MATERIAL SHOWN ::

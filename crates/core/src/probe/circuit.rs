use std::sync::atomic::{AtomicBool, AtomicU32, Ordering};

use super::ProbeOutcome;

/// Phase-wide consecutive failure counter.
///
/// Shared by all workers of a phase. Once `threshold` failing attempts happen
/// in a row the breaker trips and stays tripped. A threshold of 0 disables it.
#[derive(Debug)]
pub struct CircuitBreaker {
    threshold: u32,
    consecutive: AtomicU32,
    tripped: AtomicBool,
}

impl CircuitBreaker {
    pub fn new(threshold: u32) -> Self {
        Self {
            threshold,
            consecutive: AtomicU32::new(0),
            tripped: AtomicBool::new(false),
        }
    }

    /// Record an attempt. Returns true only for the attempt that trips the breaker.
    pub fn record(&self, outcome: &ProbeOutcome) -> bool {
        if !outcome.counts_toward_breaker() {
            self.consecutive.store(0, Ordering::SeqCst);
            return false;
        }

        let streak = self.consecutive.fetch_add(1, Ordering::SeqCst) + 1;
        if self.threshold == 0 || streak < self.threshold {
            return false;
        }
        !self.tripped.swap(true, Ordering::SeqCst)
    }

    pub fn is_tripped(&self) -> bool {
        self.tripped.load(Ordering::SeqCst)
    }

    pub fn consecutive_failures(&self) -> u32 {
        self.consecutive.load(Ordering::SeqCst)
    }

    pub fn threshold(&self) -> u32 {
        self.threshold
    }
}

#[cfg(test)]
mod tests {
    use super::*;

    #[test]
    fn test_trips_at_threshold_once() {
        let breaker = CircuitBreaker::new(3);
        assert!(!breaker.record(&ProbeOutcome::Timeout));
        assert!(!breaker.record(&ProbeOutcome::Status(429)));
        assert!(breaker.record(&ProbeOutcome::ConnectionError("connect".into())));
        assert!(breaker.is_tripped());
        assert!(!breaker.record(&ProbeOutcome::Timeout));
        assert!(breaker.is_tripped());
    }

    #[test]
    fn test_responses_reset_streak() {
        let breaker = CircuitBreaker::new(3);
        breaker.record(&ProbeOutcome::Timeout);
        breaker.record(&ProbeOutcome::Timeout);
        breaker.record(&ProbeOutcome::Status(503));
        assert_eq!(breaker.consecutive_failures(), 0);
        breaker.record(&ProbeOutcome::Timeout);
        breaker.record(&ProbeOutcome::Timeout);
        assert!(!breaker.is_tripped());
    }

    #[test]
    fn test_zero_threshold_disables() {
        let breaker = CircuitBreaker::new(0);
        for _ in 0..1000 {
            assert!(!breaker.record(&ProbeOutcome::Timeout));
        }
        assert!(!breaker.is_tripped());
    }
}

ASSIGNMENT :: Leaving nothing out, print each line above exactly.

REPLY TO THE EXERCISE ::
filename crates/core/src/probe/circuit.rs
use std::sync::atomic::{AtomicBool, AtomicU32, Ordering};

use super::ProbeOutcome;

/// Phase-wide consecutive failure counter.
///
/// Shared by all workers of a phase. Once `threshold` failing attempts happen
/// in a row the breaker trips and stays tripped. A threshold of 0 disables it.
#[derive(Debug)]
pub struct CircuitBreaker {
    threshold: u32,
    consecutive: AtomicU32,
    tripped: AtomicBool,
}

impl CircuitBreaker {
    pub fn new(threshold: u32) -> Self {
        Self {
            threshold,
            consecutive: AtomicU32::new(0),
            tripped: AtomicBool::new(false),
        }
    }

    /// Record an attempt. Returns true only for the attempt that trips the breaker.
    pub fn record(&self, outcome: &ProbeOutcome) -> bool {
        if !outcome.counts_toward_breaker() {
            self.consecutive.store(0, Ordering::SeqCst);
            return false;
        }

        let streak = self.consecutive.fetch_add(1, Ordering::SeqCst) + 1;
        if self.threshold == 0 || streak < self.threshold {
            return false;
        }
        !self.tripped.swap(true, Ordering::SeqCst)
    }

    pub fn is_tripped(&self) -> bool {
        self.tripped.load(Ordering::SeqCst)
    }

    pub fn consecutive_failures(&self) -> u32 {
        self.consecutive.load(Ordering::SeqCst)
    }

    pub fn threshold(&self) -> u32 {
        self.threshold
    }
}

#[cfg(test)]
mod tests {
    use super::*;

    #[test]
    fn test_trips_at_threshold_once() {
        let breaker = CircuitBreaker::new(3);
        assert!(!breaker.record(&ProbeOutcome::Timeout));
        assert!(!breaker.record(&ProbeOutcome::Status(429)));
        assert!(breaker.record(&ProbeOutcome::ConnectionError("connect".into())));
        assert!(breaker.is_tripped());
        assert!(!breaker.record(&ProbeOutcome::Timeout));
        assert!(breaker.is_tripped());
    }

    #[test]
    fn test_responses_reset_streak() {
        let breaker = CircuitBreaker::new(3);
        breaker.record(&ProbeOutcome::Timeout);
        breaker.record(&ProbeOutcome::Timeout);
        breaker.record(&ProbeOutcome::Status(503));
        assert_eq!(breaker.consecutive_failures(), 0);
        breaker.record(&ProbeOutcome::Timeout);
        breaker.record(&ProbeOutcome::Timeout);
        assert!(!breaker.is_tripped());
    }

    #[test]
    fn test_zero_threshold_disables() {
        let breaker = CircuitBreaker::new(0);
        for _ in 0..1000 {
            assert!(!breaker.record(&ProbeOutcome::Timeout));
        }
        assert!(!breaker.is_tripped());
    }
}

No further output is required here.